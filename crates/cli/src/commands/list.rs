use anyhow::Result;
use colored::*;
use pipewright_core::pipeline::{Pipeline, PipelineSource};

pub fn execute(pipeline: &Pipeline) -> Result<()> {
    let heading = match (&pipeline.name, &pipeline.source) {
        (Some(name), PipelineSource::BuiltIn) => format!("Tasks in {} (built-in)", name),
        (Some(name), PipelineSource::File(_)) => format!("Tasks in {}", name),
        (None, _) => "Tasks".to_string(),
    };
    println!("{}", heading.bold().underline());

    let tasks = pipeline.tasks();
    if tasks.is_empty() {
        println!("  {}", "No tasks defined".dimmed());
        return Ok(());
    }

    for task in tasks {
        let mut line = match &task.steps {
            Some(_) => task.name.blue().bold().to_string(),
            None => task.name.cyan().to_string(),
        };
        if task.persistent {
            line.push_str(&format!(" {}", "[persistent]".yellow()));
        }
        println!("{}", line);

        if let Some(description) = &task.description {
            println!("  {}", description.dimmed());
        }
        if let Some(steps) = &task.steps {
            println!("  {} {}", "runs:".dimmed(), steps.join(" → "));
        }
    }

    Ok(())
}
use chrono::{DateTime, Utc};
use serde::{Deserialize, Serialize};
use std::fmt;
use uuid::Uuid;

use super::profile::MotivationProfile;

/// Newtype wrapper for quest IDs.
#[derive(Debug, Clone, Copy, PartialEq, Eq, Hash, Serialize, Deserialize)]
pub struct QuestId(pub Uuid);

impl QuestId {
    /// A fresh random (v4) identifier.
    pub fn new() -> Self {
        Self(Uuid::new_v4())
    }
}

impl Default for QuestId {
    fn default() -> Self {
        Self::new()
    }
}

impl fmt::Display for QuestId {
    fn fmt(&self, f: &mut fmt::Formatter<'_>) -> fmt::Result {
        fmt::Display::fmt(&self.0, f)
    }
}

/// Difficulty rating shown on a quest.
#[derive(Debug, Clone, Copy, PartialEq, Eq, Hash, Serialize, Deserialize)]
pub enum QuestDifficulty {
    Tutorial,
    Normal,
    Hard,
    Legendary,
}

impl QuestDifficulty {
    pub fn label(&self) -> &'static str {
        match self {
            Self::Tutorial => "Tutorial",
            Self::Normal => "Normal",
            Self::Hard => "Hard",
            Self::Legendary => "Legendary",
        }
    }
}

impl fmt::Display for QuestDifficulty {
    fn fmt(&self, f: &mut fmt::Formatter<'_>) -> fmt::Result {
        f.write_str(self.label())
    }
}

/// Known priority levels. Anything else is treated like `Medium`.
#[derive(Debug, Clone, Copy, PartialEq, Eq, Hash, Serialize, Deserialize)]
#[serde(rename_all = "snake_case")]
pub enum Priority {
    Low,
    Medium,
    High,
    Urgent,
}

impl Priority {
    pub const ALL: [Priority; 4] = [Self::Low, Self::Medium, Self::High, Self::Urgent];

    /// Exact-match lookup of a priority label ("low", "medium", "high", "urgent").
    pub fn parse(label: &str) -> Option<Self> {
        match label {
            "low" => Some(Self::Low),
            "medium" => Some(Self::Medium),
            "high" => Some(Self::High),
            "urgent" => Some(Self::Urgent),
            _ => None,
        }
    }

    pub fn name(&self) -> &'static str {
        match self {
            Self::Low => "low",
            Self::Medium => "medium",
            Self::High => "high",
            Self::Urgent => "urgent",
        }
    }
}

/// A synthesized quest. Only `completed` changes after creation.
#[derive(Debug, Clone, PartialEq, Serialize, Deserialize)]
pub struct Quest {
    pub id: QuestId,
    pub title: String,
    pub description: String,
    pub story: String,
    pub difficulty: QuestDifficulty,
    /// Minutes.
    pub estimated_time: u32,
    pub rewards: Vec<String>,
    /// At most 10.0.
    pub motivation_score: f64,
    pub created_at: DateTime<Utc>,
    pub completed: bool,
}

impl Quest {
    /// Mark the quest as done.
    pub fn complete(&mut self) {
        self.completed = true;
    }
}

/// A complete generation request, as received from an outer surface
/// (JSON, the preview shell). `task` may be missing on the wire.
#[derive(Debug, Clone, Default, Serialize, Deserialize)]
#[serde(default)]
pub struct QuestRequest {
    pub task: Option<String>,
    pub profile: MotivationProfile,
    pub priority: Option<String>,
}

impl QuestRequest {
    pub fn new(task: &str) -> Self {
        Self {
            task: Some(task.to_string()),
            ..Self::default()
        }
    }
}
__________
TASK PROMPT:
Each line above that has the word "heading" should be copied.

ANSWER BOX:
    let heading = match (&pipeline.name, &pipeline.source) {
    println!("{}", heading.bold().underline());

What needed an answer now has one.